Yet, there’s more to it then just this starting point. In The Times’ article, reporter Raymond Hernandez mentions how the $30 billion total would be allocated. Cuomo hopes to spend some money not just repairing infrastructure but upgrading it. Power delivery systems would be modernized, and the fuel supply lines would be upgraded to prevent the shortages currently impacting the region. Missing though is any talk of upgrading the subway infrastructure, and boy, does it need upgrading.

The immediate problem concerns one of avoidance. How do we prevent this storm surge from flooding out the subways the next time we get a big storm? (And, yes, there will be a next time.) Over the past few weeks, some have suggested giant inflatable plugs that can dam tunnels, but those still lead to flooding in front of the plug. Others have talked of storm doors, surge barriers and better drainage systems. Whatever the answer, something must be done with an eye toward prevention.

The long-time problem focuses around that exposure to salt water Lhota mentioned. Even with the system up and running, salt water will impact the useful lifetime of this equipment. Switches and signals will degrade faster than they otherwise would have, and the MTA will have to spend money it did not anticipating needing on necessary infrastructure repairs. Who will fund these projects as well?

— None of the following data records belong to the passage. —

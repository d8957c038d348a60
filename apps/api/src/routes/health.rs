use axum::Json;
use serde_json::{json, Value};

/// GET /health
/// Returns a simple status object with service version.
pub async fn health_handler() -> Json<Value> {
    Json(json!({
        "status": "ok",
        "version": env!("CARGO_PKG_VERSION"),
        "service": "refiner-api"
    }))
}
//! The correlation engine shared by every wire format.
//!
//! [`Engine`] owns the receive-side state of one module session: the
//! protocol's assembler, the confirmation table, the event sink, and the
//! receive counters. It has two sides:
//!
//! - the **receive path**, [`Engine::on_byte_received`], fed one byte at a
//!   time in arrival order by whoever reads the serial port;
//! - the **caller side**, [`Engine::wait_for_confirmation`], used by code
//!   that has just sent a request and needs the module's answer.
//!
//! The assembler runs under its own mutex so the receive path can be driven
//! from any thread; event dispatch happens after that lock is released.

use std::future::Future;
use std::sync::{Arc, Mutex, MutexGuard, PoisonError};
use std::time::Duration;

use tracing::{debug, trace, warn};

use crate::correlator::{Correlator, Taken};
use crate::error::{Error, Result};
use crate::events::EventSink;
use crate::protocol::{Classified, Protocol};
use crate::stats::{LinkStats, StatsSnapshot};

/// Receive-side state of one module session.
pub struct Engine<P: Protocol> {
    receiver: Mutex<P>,
    correlator: Correlator<P::Key, P::Status>,
    sink: Box<dyn EventSink<P::Event>>,
    stats: Arc<LinkStats>,
}

impl<P: Protocol> Engine<P> {
    /// Create an engine with `slots` confirmation slots.
    pub fn new(protocol: P, slots: usize, sink: impl EventSink<P::Event>) -> Self {
        Engine {
            receiver: Mutex::new(protocol),
            correlator: Correlator::new(slots),
            sink: Box::new(sink),
            stats: Arc::new(LinkStats::default()),
        }
    }

    fn receiver(&self) -> MutexGuard<'_, P> {
        self.receiver.lock().unwrap_or_else(PoisonError::into_inner)
    }

    /// Feed one received byte. Must be called for every byte, in order.
    pub fn on_byte_received(&self, byte: u8) {
        let outcome = self.receiver().push_byte(byte);
        match outcome {
            None => {}
            Some(Ok(message)) => self.route(message),
            Some(Err(e)) => self.discard(e),
        }
    }

    /// Feed a chunk of received bytes.
    pub fn on_bytes(&self, bytes: &[u8]) {
        trace!(len = bytes.len(), data = ?bytes, "feeding received bytes");
        for &byte in bytes {
            self.on_byte_received(byte);
        }
    }

    fn route(&self, message: Classified<P::Key, P::Status, P::Event>) {
        self.stats.record_message();
        match message {
            Classified::Confirmation { key, status } => {
                debug!(?key, ?status, "confirmation received");
                self.stats.record_confirmation();
                if self.correlator.insert(key.clone(), status).is_err() {
                    self.stats.record_overflow();
                    warn!(?key, "confirmation table full, dropping confirmation");
                }
            }
            Classified::Event(event) => {
                self.stats.record_event();
                self.sink.deliver(event);
            }
        }
    }

    fn discard(&self, error: Error) {
        match error {
            Error::ChecksumMismatch { .. }
            | Error::LengthExceedsCapacity { .. }
            | Error::LineTooLong { .. } => {
                self.stats.record_corrupt();
                debug!(%error, "discarding corrupt message");
            }
            Error::UnrecognizedMessage(_) => {
                self.stats.record_unrecognized();
                debug!(%error, "discarding unrecognized message");
            }
            other => debug!(error = %other, "discarding message"),
        }
    }

    /// Wait for a confirmation keyed `key` and return its status.
    ///
    /// When `reset` is set the confirmation table is cleared immediately,
    /// before this function returns, so confirmations that arrived earlier
    /// are never observed by the returned future.
    ///
    /// The future resolves with the stored status as soon as a matching
    /// entry appears, [`Error::CorrelatorOverflow`] if the matching
    /// confirmation was dropped for lack of space, and at the deadline with
    /// [`Error::CorruptedFrames`] if corrupt frames were discarded while
    /// waiting or [`Error::Timeout`] otherwise.
    pub fn wait_for_status(
        &self,
        key: P::Key,
        timeout: Duration,
        reset: bool,
    ) -> impl Future<Output = Result<P::Status>> + Send + 'static {
        if reset {
            self.correlator.reset();
        }
        let correlator = self.correlator.clone();
        let stats = Arc::clone(&self.stats);
        let corrupt_at_start = stats.corrupt();
        let deadline = tokio::time::Instant::now() + timeout;

        async move {
            loop {
                let arrived = correlator.arrived();
                match correlator.take(&key) {
                    Some(Taken::Confirmed(status)) => return Ok(status),
                    Some(Taken::Overflowed) => return Err(Error::CorrelatorOverflow),
                    None => {}
                }
                if tokio::time::timeout_at(deadline, arrived).await.is_err() {
                    let dropped = stats.corrupt().saturating_sub(corrupt_at_start);
                    debug!(?key, dropped, "confirmation wait timed out");
                    return Err(if dropped > 0 {
                        Error::CorruptedFrames { dropped }
                    } else {
                        Error::Timeout
                    });
                }
            }
        }
    }

    /// Wait for a confirmation keyed `key` carrying `expected` status.
    ///
    /// Same as [`wait_for_status`](Self::wait_for_status), except that a
    /// confirmation with a different status yields
    /// [`Error::StatusMismatch`].
    pub fn wait_for_confirmation(
        &self,
        key: P::Key,
        expected: P::Status,
        timeout: Duration,
        reset: bool,
    ) -> impl Future<Output = Result<()>> + Send + 'static {
        let wait = self.wait_for_status(key, timeout, reset);
        async move {
            let status = wait.await?;
            if status == expected {
                Ok(())
            } else {
                Err(Error::StatusMismatch {
                    expected: format!("{expected:?}"),
                    actual: format!("{status:?}"),
                })
            }
        }
    }

    /// Drop any partial frame and every pending confirmation.
    pub fn reset_session(&self) {
        self.receiver().reset();
        self.correlator.reset();
        debug!("session state reset");
    }

    /// Number of confirmations currently stored.
    pub fn pending_confirmations(&self) -> usize {
        self.correlator.pending()
    }

    /// Direct access to the confirmation table.
    pub fn correlator(&self) -> &Correlator<P::Key, P::Status> {
        &self.correlator
    }

    /// Snapshot of the receive counters.
    pub fn stats(&self) -> StatsSnapshot {
        self.stats.snapshot()
    }
}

We’re in unchartered territories here in many ways. In the post-election climate in D.C., multi-billion-dollar allocation requests may be tough to see pass through the House, but the region needs money and support. The services provided by the MTA, as we saw, are too critical for the region and its economy to be swept under the rug. A discussion focusing on storm preparedness if one we need to have sooner rather than later, and the money must follow.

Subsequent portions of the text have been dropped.